Collected data:
▼

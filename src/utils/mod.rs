pub mod config;
pub mod logger;

pub use config::*;
pub use logger::setup_logging;
//! Line parser: one raw record in, zero or one encoded record out.
//!
//! Soft-fail policy throughout: a malformed line or unknown device type drops
//! that record, a bad app-id token drops only that token, a bad coordinate
//! pair drops neither the record nor the rest of the line. No counters are
//! touched here; the writer is the single accounting site.

use log::debug;
use thiserror::Error;

use crate::payload;
use crate::types::{AppsInstalled, DeviceType, EncodedRecord};

/// Tab-separated fields per line: deviceType, deviceId, lat, lon, appsCsv.
const LINE_FIELDS: usize = 5;

/// Record-level parse failure. Dropping the record is the caller's only
/// recovery; the rest of the file proceeds.
#[derive(Debug, Error, PartialEq, Eq)]
pub enum ParseError {
    #[error("malformed line: expected 5 tab-separated fields, got {0}")]
    Malformed(usize),
    #[error("unknown device type: {0:?}")]
    UnknownDeviceType(String),
    #[error("line is not valid UTF-8")]
    InvalidUtf8,
}

/// Parse one raw line into an event. `Ok(None)` for an empty record.
pub fn parse_apps_installed(raw: &[u8]) -> Result<Option<AppsInstalled>, ParseError> {
    if raw.is_empty() {
        return Ok(None);
    }
    let line = std::str::from_utf8(raw).map_err(|_| ParseError::InvalidUtf8)?;

    let fields: Vec<&str> = line.split('\t').collect();
    if fields.len() < LINE_FIELDS {
        return Err(ParseError::Malformed(fields.len()));
    }
    let device_type = DeviceType::parse(fields[0])
        .ok_or_else(|| ParseError::UnknownDeviceType(fields[0].to_string()))?;
    let device_id = fields[1].to_string();

    // A coordinate pair is only meaningful whole: if either half fails to
    // parse, store neither rather than a half-set pair or a fake zero.
    let lat = fields[2].parse::<f64>().ok();
    let lon = fields[3].parse::<f64>().ok();
    let (lat, lon) = match (lat, lon) {
        (Some(lat), Some(lon)) => (Some(lat), Some(lon)),
        _ => (None, None),
    };

    let apps = parse_app_ids(fields[4]);

    Ok(Some(AppsInstalled {
        device_type,
        device_id,
        lat,
        lon,
        apps,
    }))
}

/// Parse the comma-separated app-id list, keeping valid `u32` tokens in input
/// order and dropping the rest individually.
fn parse_app_ids(csv: &str) -> Vec<u32> {
    csv.split(',')
        .filter_map(|token| match token.parse::<u32>() {
            Ok(id) => Some(id),
            Err(_) => {
                debug!("App id {:?} is not a u32, dropping token", token);
                None
            }
        })
        .collect()
}

/// Parse and encode one raw line: the full LineParser contract.
/// `Ok(None)` for an empty record, `Ok(Some(_))` with the (cache key,
/// partition, payload) triple otherwise.
pub fn parse_line(raw: &[u8]) -> Result<Option<EncodedRecord>, ParseError> {
    let Some(event) = parse_apps_installed(raw)? else {
        return Ok(None);
    };
    Ok(Some(EncodedRecord {
        cache_key: event.cache_key(),
        partition: event.device_type,
        payload: payload::encode(&event),
    }))
}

▲

WHAT YOU SHOULD DO -
Reproduce only the lines running from the one that contains "let Some(event) = parse_apps_installed(raw)?" to the last line of the records.

WRITTEN SOLUTION -
    let Some(event) = parse_apps_installed(raw)? else {
        return Ok(None);
    };
    Ok(Some(EncodedRecord {
        cache_key: event.cache_key(),
        partition: event.device_type,
        payload: payload::encode(&event),
    }))
}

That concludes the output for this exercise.